* Work to be completed *
In your reply, reproduce the lines from the first one below to the line containing "input cannot be", inclusive, exactly as they stand.

[Stored data]
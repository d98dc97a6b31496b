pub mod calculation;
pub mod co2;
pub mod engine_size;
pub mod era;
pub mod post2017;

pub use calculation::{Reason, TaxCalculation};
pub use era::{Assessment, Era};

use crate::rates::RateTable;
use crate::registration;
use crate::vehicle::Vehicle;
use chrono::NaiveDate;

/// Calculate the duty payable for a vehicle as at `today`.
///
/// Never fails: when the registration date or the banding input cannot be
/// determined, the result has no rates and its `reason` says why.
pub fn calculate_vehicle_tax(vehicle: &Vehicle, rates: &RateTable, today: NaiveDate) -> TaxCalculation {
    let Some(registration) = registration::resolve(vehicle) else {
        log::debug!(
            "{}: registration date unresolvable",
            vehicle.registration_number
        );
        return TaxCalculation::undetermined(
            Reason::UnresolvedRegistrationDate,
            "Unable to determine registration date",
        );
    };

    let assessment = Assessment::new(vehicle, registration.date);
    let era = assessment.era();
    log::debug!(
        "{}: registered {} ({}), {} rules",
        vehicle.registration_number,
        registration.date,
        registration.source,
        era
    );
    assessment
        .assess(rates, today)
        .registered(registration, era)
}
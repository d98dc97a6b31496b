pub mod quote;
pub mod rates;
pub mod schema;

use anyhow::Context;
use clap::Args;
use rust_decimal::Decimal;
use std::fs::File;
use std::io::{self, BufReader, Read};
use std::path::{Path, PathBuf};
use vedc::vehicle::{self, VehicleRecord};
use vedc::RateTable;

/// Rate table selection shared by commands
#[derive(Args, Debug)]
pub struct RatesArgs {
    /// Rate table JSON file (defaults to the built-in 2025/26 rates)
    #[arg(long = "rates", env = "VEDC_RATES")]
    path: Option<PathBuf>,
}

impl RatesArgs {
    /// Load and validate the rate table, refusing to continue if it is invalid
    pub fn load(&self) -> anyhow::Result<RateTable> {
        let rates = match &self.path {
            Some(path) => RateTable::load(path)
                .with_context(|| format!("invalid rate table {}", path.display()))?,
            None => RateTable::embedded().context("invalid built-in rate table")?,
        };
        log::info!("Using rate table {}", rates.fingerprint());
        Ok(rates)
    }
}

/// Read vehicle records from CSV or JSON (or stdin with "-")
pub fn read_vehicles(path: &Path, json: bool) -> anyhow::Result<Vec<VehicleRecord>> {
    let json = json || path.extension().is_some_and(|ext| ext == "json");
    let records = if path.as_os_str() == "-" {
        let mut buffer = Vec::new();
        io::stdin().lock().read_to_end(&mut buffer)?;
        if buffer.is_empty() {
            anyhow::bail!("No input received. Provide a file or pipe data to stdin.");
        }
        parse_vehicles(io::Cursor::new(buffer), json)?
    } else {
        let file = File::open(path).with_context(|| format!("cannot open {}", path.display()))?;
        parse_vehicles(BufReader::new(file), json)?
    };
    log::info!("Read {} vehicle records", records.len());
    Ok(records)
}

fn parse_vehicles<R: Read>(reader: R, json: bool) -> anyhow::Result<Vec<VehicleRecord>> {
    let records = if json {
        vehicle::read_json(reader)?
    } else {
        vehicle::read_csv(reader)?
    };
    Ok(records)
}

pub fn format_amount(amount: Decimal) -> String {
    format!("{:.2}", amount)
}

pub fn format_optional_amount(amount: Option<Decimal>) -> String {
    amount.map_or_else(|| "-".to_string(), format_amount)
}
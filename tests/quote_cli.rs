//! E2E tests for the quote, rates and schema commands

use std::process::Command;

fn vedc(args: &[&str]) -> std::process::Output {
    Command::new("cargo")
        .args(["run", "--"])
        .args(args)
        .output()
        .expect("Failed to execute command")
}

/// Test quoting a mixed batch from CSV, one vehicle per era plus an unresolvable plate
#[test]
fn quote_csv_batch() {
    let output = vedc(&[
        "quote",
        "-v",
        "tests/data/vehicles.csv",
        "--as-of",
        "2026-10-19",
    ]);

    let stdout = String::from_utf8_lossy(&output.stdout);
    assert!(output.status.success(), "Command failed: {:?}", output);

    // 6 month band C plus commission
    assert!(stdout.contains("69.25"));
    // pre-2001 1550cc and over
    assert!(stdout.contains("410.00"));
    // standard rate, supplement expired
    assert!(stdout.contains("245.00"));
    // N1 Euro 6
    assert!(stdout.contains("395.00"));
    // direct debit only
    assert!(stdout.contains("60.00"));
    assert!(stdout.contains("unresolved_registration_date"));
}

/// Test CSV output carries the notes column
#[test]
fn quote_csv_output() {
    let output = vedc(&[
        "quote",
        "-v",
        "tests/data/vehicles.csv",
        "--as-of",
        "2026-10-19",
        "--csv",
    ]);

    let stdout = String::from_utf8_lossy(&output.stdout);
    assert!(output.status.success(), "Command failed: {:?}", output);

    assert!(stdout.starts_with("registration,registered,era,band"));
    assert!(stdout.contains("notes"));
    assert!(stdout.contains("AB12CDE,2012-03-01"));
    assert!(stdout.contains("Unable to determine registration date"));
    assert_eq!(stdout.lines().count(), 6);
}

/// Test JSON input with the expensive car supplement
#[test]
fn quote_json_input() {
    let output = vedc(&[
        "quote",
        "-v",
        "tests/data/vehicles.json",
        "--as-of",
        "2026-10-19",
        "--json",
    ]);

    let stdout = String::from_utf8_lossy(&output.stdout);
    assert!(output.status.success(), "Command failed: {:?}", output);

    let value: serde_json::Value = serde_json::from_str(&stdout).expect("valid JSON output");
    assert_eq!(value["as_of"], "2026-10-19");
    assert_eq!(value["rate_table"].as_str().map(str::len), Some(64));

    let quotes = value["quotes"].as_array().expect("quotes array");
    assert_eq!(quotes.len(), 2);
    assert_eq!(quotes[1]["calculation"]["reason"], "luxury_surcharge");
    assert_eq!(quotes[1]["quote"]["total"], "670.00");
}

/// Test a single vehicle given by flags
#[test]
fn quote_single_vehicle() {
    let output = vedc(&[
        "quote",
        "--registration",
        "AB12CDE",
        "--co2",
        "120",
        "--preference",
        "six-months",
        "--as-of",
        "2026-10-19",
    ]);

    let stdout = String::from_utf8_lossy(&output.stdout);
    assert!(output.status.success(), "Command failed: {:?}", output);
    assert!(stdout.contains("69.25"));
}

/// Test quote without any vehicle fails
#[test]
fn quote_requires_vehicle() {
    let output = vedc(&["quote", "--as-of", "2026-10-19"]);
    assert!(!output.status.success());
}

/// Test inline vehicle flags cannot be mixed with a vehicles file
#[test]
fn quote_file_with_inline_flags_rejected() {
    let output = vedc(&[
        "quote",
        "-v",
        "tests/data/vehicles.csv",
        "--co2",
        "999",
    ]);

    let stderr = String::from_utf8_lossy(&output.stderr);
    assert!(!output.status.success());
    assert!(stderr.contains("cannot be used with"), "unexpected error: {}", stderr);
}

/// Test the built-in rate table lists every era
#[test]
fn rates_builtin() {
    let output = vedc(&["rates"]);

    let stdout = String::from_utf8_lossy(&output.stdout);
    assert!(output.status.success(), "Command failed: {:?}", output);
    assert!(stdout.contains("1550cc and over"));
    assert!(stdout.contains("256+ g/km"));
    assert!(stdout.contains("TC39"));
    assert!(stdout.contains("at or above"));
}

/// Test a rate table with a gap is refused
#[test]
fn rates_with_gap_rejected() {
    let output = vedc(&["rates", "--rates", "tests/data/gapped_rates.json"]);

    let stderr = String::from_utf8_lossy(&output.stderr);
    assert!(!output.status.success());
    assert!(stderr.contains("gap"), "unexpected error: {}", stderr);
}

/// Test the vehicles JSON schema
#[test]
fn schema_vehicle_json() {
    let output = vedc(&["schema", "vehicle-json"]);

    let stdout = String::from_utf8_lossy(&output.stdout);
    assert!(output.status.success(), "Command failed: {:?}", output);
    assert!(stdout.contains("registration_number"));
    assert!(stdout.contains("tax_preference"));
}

* Answer section *
repository d98dc97a6b31496b
pub mod calculation;
pub mod co2;
pub mod engine_size;
pub mod era;
pub mod post2017;

pub use calculation::{Reason, TaxCalculation};
pub use era::{Assessment, Era};

use crate::rates::RateTable;
use crate::registration;
use crate::vehicle::Vehicle;
use chrono::NaiveDate;

/// Calculate the duty payable for a vehicle as at `today`.
///
/// Never fails: when the registration date or the banding input cannot be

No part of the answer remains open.